All parents give their children presents on birthdays and festivals. After reflecting on who I am, I realized, my parents have given me more gifts than I can count on. The only difference is I can’t keep these gifts in the wardrobe or the safe or even wear them. I am the gift, well, my personality is. This is the most permanent gift I could ask for. Tomorrow if I had to relocate to Mars with no carry-ons allowed, I would take my characteristics, my thinking process, my traits with me
With this newfound awareness and gratification, I completed my website. It looks just as I envisioned it. I added all the information and experiences I could recall. While in the zone, I updated my Linkedin and worked on my CV. As I did a final check, I noticed, there were 11 publications added to my profile. About a year back, there were zero. I had indeed come a long way but then something within me suddenly stopped me and I changed my focus to another heading.

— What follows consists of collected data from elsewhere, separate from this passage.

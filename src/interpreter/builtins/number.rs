use std::str::FromStr;

use num_bigint::BigInt;

use super::arg;
use crate::interpreter::Interpreter;
use crate::interpreter::helpers::{format_number_radix, string_to_bigint, to_integer_or_infinity};
use crate::interpreter::object::{ObjectData, ObjectKind, PropertyDescriptor, PropertyKey};
use crate::interpreter::operations::{Numeric, PreferredType};
use crate::interpreter::types::JsResult;
use crate::types::{JsBigInt, JsValue, number_ops};

fn this_number_value(interp: &mut Interpreter, this: &JsValue, method: &str) -> JsResult<f64> {
    let value = match this {
        JsValue::Number(n) => Some(*n),
        JsValue::Object(obj) => match obj.borrow().kind {
            ObjectKind::Number(n) => Some(n),
            _ => None,
        },
        _ => None,
    };
    value.ok_or_else(|| interp.type_error(&format!("{method} requires that 'this' be a Number")))
}

fn this_bigint_value(interp: &mut Interpreter, this: &JsValue, method: &str) -> JsResult<BigInt> {
    let value = match this {
        JsValue::BigInt(b) => Some(b.value.clone()),
        JsValue::Object(obj) => match &obj.borrow().kind {
            ObjectKind::BigInt(b) => Some(b.value.clone()),
            _ => None,
        },
        _ => None,
    };
    value.ok_or_else(|| interp.type_error(&format!("{method} requires that 'this' be a BigInt")))
}

/// Reads an optional radix argument, defaulting to 10.
fn radix_argument(interp: &mut Interpreter, value: &JsValue) -> JsResult<u32> {
    if value.is_undefined() {
        return Ok(10);
    }
    let radix = to_integer_or_infinity(interp.to_number(value)?);
    if !(2.0..=36.0).contains(&radix) {
        return Err(interp.range_error("toString() radix must be between 2 and 36"));
    }
    Ok(radix as u32)
}

/// The Number value of a BigInt, rounded to nearest.
fn bigint_to_number(value: &BigInt) -> f64 {
    f64::from_str(&value.to_string()).unwrap_or(f64::NAN)
}

/// NumberToBigInt.
fn number_to_bigint(interp: &mut Interpreter, n: f64) -> JsResult<BigInt> {
    if !n.is_finite() || n.trunc() != n {
        let shown = number_ops::to_string(n);
        return Err(interp.range_error(&format!(
            "The number {shown} cannot be converted to a BigInt because it is not an integer"
        )));
    }
    BigInt::from_str(&format!("{n:.0}")).map_err(|_| interp.range_error("Invalid BigInt"))
}

impl Interpreter {
    pub(super) fn setup_number(&mut self) {
        let number_ctor = self.create_native_function(
            "Number",
            1,
            |interp, _this, args, new_target| {
                let value = match args.first() {
                    None => 0.0,
                    Some(value) => match interp.to_numeric(value)? {
                        Numeric::Number(n) => n,
                        Numeric::BigInt(b) => bigint_to_number(&b),
                    },
                };
                if new_target.is_none() {
                    return Ok(JsValue::Number(value));
                }
                let proto = interp.native_prototype(new_target, |i| &i.number_prototype)?;
                Ok(JsValue::Object(interp.alloc(ObjectData::new(Some(proto), ObjectKind::Number(value)))))
            },
            true,
        );
        let proto = self.intrinsics().number_prototype.clone();
        self.link_constructor(&number_ctor, &proto);

        for (name, value) in [
            ("MAX_SAFE_INTEGER", 9007199254740991.0),
            ("MIN_SAFE_INTEGER", -9007199254740991.0),
            ("MAX_VALUE", f64::MAX),
            ("MIN_VALUE", 5e-324),
            ("EPSILON", f64::EPSILON),
            ("NaN", f64::NAN),
            ("POSITIVE_INFINITY", f64::INFINITY),
            ("NEGATIVE_INFINITY", f64::NEG_INFINITY),
        ] {
            number_ctor.define_own_property(
                name.into(),
                PropertyDescriptor::data(JsValue::Number(value), false, false, false),
            );
        }

        self.define_native_method(&proto, "toString", 1, |interp, this, args, _| {
            let x = this_number_value(interp, this, "Number.prototype.toString")?;
            let radix = radix_argument(interp, &arg(args, 0))?;
            let text = if radix == 10 {
                number_ops::to_string(x)
            } else {
                format_number_radix(x, radix)
            };
            Ok(JsValue::from_str(&text))
        });
        self.define_native_method(&proto, "valueOf", 0, |interp, this, _args, _| {
            this_number_value(interp, this, "Number.prototype.valueOf").map(JsValue::Number)
        });
        self.define_global("Number", JsValue::Object(number_ctor));
    }

    pub(super) fn setup_bigint(&mut self) {
        // BigInt is callable but has no [[Construct]].
        let bigint_fn = self.create_native_function(
            "BigInt",
            1,
            |interp, _this, args, _| {
                let prim = interp.to_primitive(&arg(args, 0), PreferredType::Number)?;
                let value = match &prim {
                    JsValue::Number(n) => number_to_bigint(interp, *n)?,
                    JsValue::BigInt(b) => b.value.clone(),
                    JsValue::Boolean(b) => BigInt::from(u8::from(*b)),
                    JsValue::String(s) => match string_to_bigint(s) {
                        Some(value) => value,
                        None => return Err(interp.syntax_error(&format!("Cannot convert {s} to a BigInt"))),
                    },
                    other => return Err(interp.type_error(&format!("Cannot convert {other} to a BigInt"))),
                };
                Ok(JsValue::BigInt(JsBigInt { value }))
            },
            false,
        );
        let proto = self.intrinsics().bigint_prototype.clone();
        self.link_constructor(&bigint_fn, &proto);

        self.define_native_method(&proto, "toString", 0, |interp, this, args, _| {
            let value = this_bigint_value(interp, this, "BigInt.prototype.toString")?;
            let radix = radix_argument(interp, &arg(args, 0))?;
            Ok(JsValue::from_str(&value.to_str_radix(radix)))
        });
        self.define_native_method(&proto, "valueOf", 0, |interp, this, _args, _| {
            let value = this_bigint_value(interp, this, "BigInt.prototype.valueOf")?;
            Ok(JsValue::BigInt(JsBigInt { value }))
        });
        let tag = PropertyKey::Symbol(self.symbols.to_string_tag.clone());
        proto.define_own_property(tag, PropertyDescriptor::data(JsValue::from_str("BigInt"), false, false, true));
        self.define_global("BigInt", JsValue::Object(bigint_fn));
    }
}

#[cfg(test)]
mod tests {
    use super::super::tests::{boolean, eval, string};
    use crate::interpreter::Completion;
    use crate::types::JsValue;

    fn number(source: &str) -> f64 {
        match eval(source) {
            Completion::Normal(JsValue::Number(n)) => n,
            other => panic!("{source}: expected a number, got {other:?}"),
        }
    }

    #[test]
    fn number_conversion() {
        assert_eq!(number("Number('  12  ')"), 12.0);
        assert_eq!(number("Number()"), 0.0);
        assert_eq!(number("Number(true)"), 1.0);
        assert_eq!(number("Number(10n)"), 10.0);
        assert!(number("Number('1x')").is_nan());
        assert!(boolean("new Number(3) instanceof Number && typeof new Number(3) === 'object'"));
        assert_eq!(number("new Number(3) + 1"), 4.0);
    }

    #[test]
    fn number_constants() {
        assert_eq!(number("Number.MAX_SAFE_INTEGER"), 9007199254740991.0);
        assert_eq!(number("Number.EPSILON"), f64::EPSILON);
        assert!(boolean("Number.MIN_VALUE > 0 && Number.MIN_VALUE / 2 === 0"));
        assert!(!boolean("Object.getOwnPropertyDescriptor(Number, 'NaN').writable"));
    }

    #[test]
    fn number_to_string() {
        assert_eq!(string("(255).toString(16)"), "ff");
        assert_eq!(string("(-255).toString(2)"), "-11111111");
        assert_eq!(string("(0.1 + 0.2).toString()"), "0.30000000000000004");
        assert_eq!(string("(1e21).toString()"), "1e+21");
        assert_eq!(string("(123.456).toString(10)"), "123.456");
        assert_eq!(string("try { (1).toString(1); } catch (e) { e.name }"), "RangeError");
        assert_eq!(string("try { Number.prototype.toString.call('1'); } catch (e) { e.name }"), "TypeError");
        assert_eq!(string("'' + -0"), "0");
    }

    #[test]
    fn bigint_function() {
        assert_eq!(string("typeof BigInt(5)"), "bigint");
        assert!(boolean("BigInt('0x10') === 16n"));
        assert!(boolean("BigInt(true) === 1n"));
        assert_eq!(string("(255n).toString(16)"), "ff");
        assert_eq!(string("try { BigInt(1.5); } catch (e) { e.name }"), "RangeError");
        assert_eq!(string("try { BigInt('1.5'); } catch (e) { e.name }"), "SyntaxError");
        assert_eq!(string("try { new BigInt(1); } catch (e) { e.name }"), "TypeError");
        assert_eq!(string("Object.prototype.toString.call(1n)"), "[object BigInt]");
    }
}
use super::*;

type OperandParser<'src> = fn(&mut Parser<'src>) -> Result<Expression, ParseError>;
use super::Interpreter;
use super::function::{FunctionName, describe_value};
use super::helpers::{strict_equality, to_boolean, typeof_val};
use super::object::{PrivateElement, PrivateName, PropertyDescriptor, PropertyKey};
use super::operations::{Numeric, PreferredType};
use super::types::{
    BindingError, Completion, EnvRef, JsResult, ThisState, function_environment, normal, resolve_private_name,
    throw_on_err,
};
use crate::ast::*;
use crate::types::{JsBigInt, JsString, JsValue, number_ops};

/// The result of evaluating an expression that denotes a storage
/// location rather than a value.
#[derive(Clone, Debug)]
pub(crate) enum Reference {
    /// A binding in a declarative environment.
    Binding { env: EnvRef, name: String },
    /// A property of the global object reached through the global
    /// environment.
    Global(String),
    Unresolvable(String),
    Property {
        base: JsValue,
        key: PropertyKey,
        this: JsValue,
    },
    Private { base: JsValue, name: PrivateName },
}

impl Reference {
    /// The `this` value a call through this reference receives.
    fn this_value(&self) -> JsValue {
        match self {
            Reference::Property { this, .. } => this.clone(),
            Reference::Private { base, .. } => base.clone(),
            _ => JsValue::Undefined,
        }
    }
}

/// Turns an expression completion into a `Result` so that `?` can be used;
/// the `Err` side carries the abrupt completion unchanged.
pub(crate) fn value_of(completion: Completion) -> Result<JsValue, Completion> {
    match completion {
        Completion::Normal(value) => Ok(value),
        other => Err(other),
    }
}

/// Renders a callee for "is not a function" style messages.
fn describe_expression(expr: &Expression) -> String {
    match expr {
        Expression::Identifier(name) => name.clone(),
        Expression::This => "this".to_string(),
        Expression::Member(object, MemberProperty::Dot(name)) => format!("{}.{name}", describe_expression(object)),
        Expression::Member(object, MemberProperty::Private(name)) => format!("{}.#{name}", describe_expression(object)),
        Expression::Member(object, MemberProperty::Computed(_)) => format!("{}[...]", describe_expression(object)),
        Expression::SuperMember(MemberProperty::Dot(name)) => format!("super.{name}"),
        Expression::SuperMember(_) => "super[...]".to_string(),
        Expression::Call(callee, _) => format!("{}(...)", describe_expression(callee)),
        Expression::Literal(Literal::String(s)) => format!("\"{s}\""),
        Expression::Literal(Literal::Number(n)) => number_ops::to_string(*n),
        Expression::Literal(Literal::Null) => "null".to_string(),
        Expression::Literal(Literal::Boolean(b)) => b.to_string(),
        _ => "expression".to_string(),
    }
}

A friend found my website and called to tell me he was fangirling about how neat, factual, and real it was. I had a little blush on my face when I heard that. I had put hours of energy and reflection into it. But then, I subconsciously changed the conversation in another direction.
Every time I saw my CV, I would instantly want to pinch myself. I was still registering the fact that I had so much to share on my resume. I had worked on 10 projects in the last year during a global pandemic. I had interned in a startup on another continent. I had led a team of 100+ students in college. I had 11 publications and one more research paper on the way. I had developed and improved more skills than I could fit on the CV. It certainly was a lot to process even though I had lived through it all.
At that moment, after seeing all that I have achieved,
I want to feel pride.
I want to feel accomplished.
I want to feel satisfied
But, a part of me is afraid to get there. I did not want to become full of myself. I did not want to hear my peers praise my work. I did not want to acknowledge all the points in my experience column. A part of me did not want to believe this is true.
Even as a kite is soaring high in the sky, it is attached to the earth with a string without which it would fly away. I wanted to fly fearlessly, but a part of me was afraid to get there. The fear of flying away and becoming full of myself. This made me decide not to take off in the first place.
I do not know how to break this. But, hey, I am just 21. I have so much more to do, and so many more things to figure out. For the time being, I have a working theory:
Even a rocket in space needs to be grounded. It needs stability. Its speed is very high, and without stability equipment and flaps, it can be easily pushed off its trajectory and get completely destroyed.
I have grit and perseverance
I like challenges
I work hard till the job is done
I care
I express
With these, I am growing every day and with speed. Just like the rocket, I needed stability. I have decided to stay grounded and stable while soaring high in the sky because the higher I get, the better is the view. Every time, I feel the fear of flying away, I will look at how far I have come and then look at how much further I have to go. And, you never know, this exercise might make me resist less and be open to newer things.